Mehr als 80.000 Einwohner wurden aus den Hochwassergebieten in der südwestchinesischen Provinz Guizhou evakuiert, nachdem es tagelang anhaltend stark geregnet hatte und die Pegelstände der Flüsse anstiegen. Die lokalen Behörden bestätigten, dass in den Kreisen Rongjiang und Congjiang seit Dienstagnachmittag Massenevakuierungen im Gange waren, da das Hochwasser weiter anstieg. Im Kreis Rongjiang wurden rund 48.900 Menschen in Notunterkünfte gebracht, nachdem sintflutartige Regenfälle schwere Überschwemmungen verursacht hatten.

Der am Duliu-Fluss gelegene Kreis verzeichnete am Dienstag um 14:00 Uhr einen Wasserstand, der die Warnschwelle um 6,68 Meter überschritt. Die Behörden haben die Notfallmaßnahmen des Hochwasserschutzes auf Stufe I, die höchste Stufe des vierstufigen Hochwasserschutzsystems Chinas , erhöht , was den Ernst der Lage verdeutlicht. Auch der nahegelegene Kreis Congjiang ist schwer betroffen; rund 32.000 Einwohner wurden evakuiert. Die starken Regenfälle, zusammen mit Zuflüssen von flussaufwärts, haben zu großflächigen Überschwemmungen in tiefer gelegenen Gebieten geführt und dringende Rettungs- und Hilfsmaßnahmen erforderlich gemacht.
Notfallteams , darunter Feuerwehrleute und zivile Freiwillige, wurden in beiden Kreisen eingesetzt, um bei Evakuierungen zu helfen, Hilfsgüter bereitzustellen und Rettungsboote in den überschwemmten Gebieten einzusetzen. Die Überschwemmungen haben auch die lokale Infrastruktur und Freizeiteinrichtungen beeinträchtigt. In Rongjiang ist ein Fußballstadion der beliebten ländlichen Cun Chao-Fußballliga rund drei Meter unter Wasser geraten. Die Liga mit über 100 Dorfmannschaften hat in den letzten Jahren Zuschauer aus dem ganzen Land angezogen, was die kulturelle Bedeutung des nun unter Wasser stehenden Stadions unterstreicht.

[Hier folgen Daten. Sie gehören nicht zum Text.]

use lopdf::{Document, Object, ObjectId, Stream, dictionary};
use pdfpress::pdf::optimizer::{compress_streams, dedup_streams, optimize};

/// Helper: 1ページ文書に任意のストリームを XObject として持たせる。
fn doc_with_streams(streams: Vec<Stream>) -> (Document, Vec<ObjectId>) {
    let mut doc = Document::with_version("1.5");
    let pages_id = doc.new_object_id();

    let ids: Vec<ObjectId> = streams.into_iter().map(|s| doc.add_object(s)).collect();
    let mut xobjects = lopdf::Dictionary::new();
    for (i, id) in ids.iter().enumerate() {
        xobjects.set(format!("X{i}"), Object::Reference(*id));
    }

    let page_id = doc.add_object(dictionary! {
        "Type" => "Page",
        "Parent" => pages_id,
        "MediaBox" => vec![0.into(), 0.into(), 100.into(), 100.into()],
        "Resources" => dictionary! { "XObject" => xobjects },
    });
    doc.objects.insert(
        pages_id,
        Object::Dictionary(dictionary! {
            "Type" => "Pages",
            "Kids" => vec![page_id.into()],
            "Count" => 1,
        }),
    );
    let catalog_id = doc.add_object(dictionary! {
        "Type" => "Catalog",
        "Pages" => pages_id,
    });
    doc.trailer.set("Root", catalog_id);
    (doc, ids)
}

fn repetitive(len: usize) -> Vec<u8> {
    b"0 0 m 10 10 l S\n".iter().copied().cycle().take(len).collect()
}

#[test]
fn test_compress_streams_compresses_plain_streams() {
    let (mut doc, ids) = doc_with_streams(vec![Stream::new(dictionary! {}, repetitive(4096))]);
    compress_streams(&mut doc);

    let stream = doc.get_object(ids[0]).and_then(Object::as_stream).unwrap();
    assert_eq!(stream.dict.get(b"Filter").and_then(Object::as_name).unwrap(), b"FlateDecode");
    assert!(stream.content.len() < 4096);
    assert_eq!(stream.decompressed_content().unwrap(), repetitive(4096));
}

#[test]
fn test_compress_streams_skips_filtered_and_locked_streams() {
    let filtered = Stream::new(dictionary! { "Filter" => "DCTDecode" }, repetitive(2048));
    let mut locked = Stream::new(dictionary! {}, repetitive(2048));
    locked.allows_compression = false;
    let tiny = Stream::new(dictionary! {}, b"q Q".to_vec());
    let (mut doc, ids) = doc_with_streams(vec![filtered, locked, tiny]);

    compress_streams(&mut doc);

    for id in &ids {
        let stream = doc.get_object(*id).and_then(Object::as_stream).unwrap();
        assert_ne!(
            stream.dict.get(b"Filter").and_then(Object::as_name).ok(),
            Some(b"FlateDecode".as_slice())
        );
    }
    let first = doc.get_object(ids[0]).and_then(Object::as_stream).unwrap();
    assert_eq!(first.content, repetitive(2048));
}

#[test]
fn test_dedup_streams_merges_identical_streams() {
    let a = Stream::new(dictionary! { "Subtype" => "Form" }, b"0 0 1 1 re f".to_vec());
    let b = a.clone();
    let c = Stream::new(dictionary! { "Subtype" => "Form" }, b"0 0 2 2 re f".to_vec());
    let (mut doc, ids) = doc_with_streams(vec![a, b, c]);

    assert_eq!(dedup_streams(&mut doc), 1);
    assert!(doc.get_object(ids[1]).is_err(), "duplicate removed");

    let page_id = *doc.get_pages().get(&1).unwrap();
    let page = doc.get_dictionary(page_id).unwrap();
    let xobjects = page
        .get(b"Resources")
        .and_then(Object::as_dict)
        .and_then(|r| r.get(b"XObject"))
        .and_then(Object::as_dict)
        .unwrap();
    let target = |name: &[u8]| xobjects.get(name).and_then(Object::as_reference).unwrap();
    assert_eq!(target(b"X0"), target(b"X1"));
    assert_ne!(target(b"X0"), target(b"X2"));
}

#[test]
fn test_dedup_streams_without_duplicates_is_noop() {
    let (mut doc, _) = doc_with_streams(vec![
        Stream::new(dictionary! {}, b"a".to_vec()),
        Stream::new(dictionary! {}, b"b".to_vec()),
    ]);
    let before = doc.objects.len();
    assert_eq!(dedup_streams(&mut doc), 0);
    assert_eq!(doc.objects.len(), before);
}

#[test]
fn test_optimize_prunes_orphans_and_renumbers() {
    let (mut doc, _) = doc_with_streams(vec![Stream::new(dictionary! {}, repetitive(512))]);
    doc.add_object(dictionary! { "Orphan" => true });
    let before = doc.objects.len();

    optimize(&mut doc);

    assert_eq!(doc.objects.len(), before - 1);
    let max_id = doc.objects.keys().map(|(n, _)| *n).max().unwrap();
    assert_eq!(max_id as usize, doc.objects.len());
}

Schwere Überschwemmungen zwingen zu Massenevakuierungen in Guizhou, China
Auch in Guizhou haben schwere Regenfälle Erdrutsche ausgelöst, die zu weiteren Schäden an der Infrastruktur geführt haben. Im Kreis Sandu stürzte ein Teil einer Autobahnbrücke infolge der regenbedingten Erdrutsche ein. Die lokalen Behörden meldeten bisher keine Opfer, der Verkehr im betroffenen Gebiet ist jedoch beeinträchtigt. Die Wetterdienste haben weitere Warnungen für die Region herausgegeben. Prognosen deuten auf anhaltende Regenfälle in Teilen der Provinz Guizhou hin. Die Behörden fordern die Bewohner der überschwemmungsgefährdeten Gebiete dringend auf, wachsam zu bleiben und den Evakuierungsanordnungen Folge zu leisten.
Es wurden Notunterkünfte und Notfallressourcen eingerichtet, um die vertriebenen Bewohner unterzubringen und die Auswirkungen der Katastrophe zu mildern. Überschwemmungen und Erdrutsche sind in den Sommermonaten in Teilen Chinas häufig , insbesondere in Berg- und Flussregionen wie Guizhou. Die lokalen Behörden ergreifen angesichts der sich entwickelnden Lage verstärkte Notfallmaßnahmen, während die Rettungsmaßnahmen andauern. – Von MENA Newswire News Desk.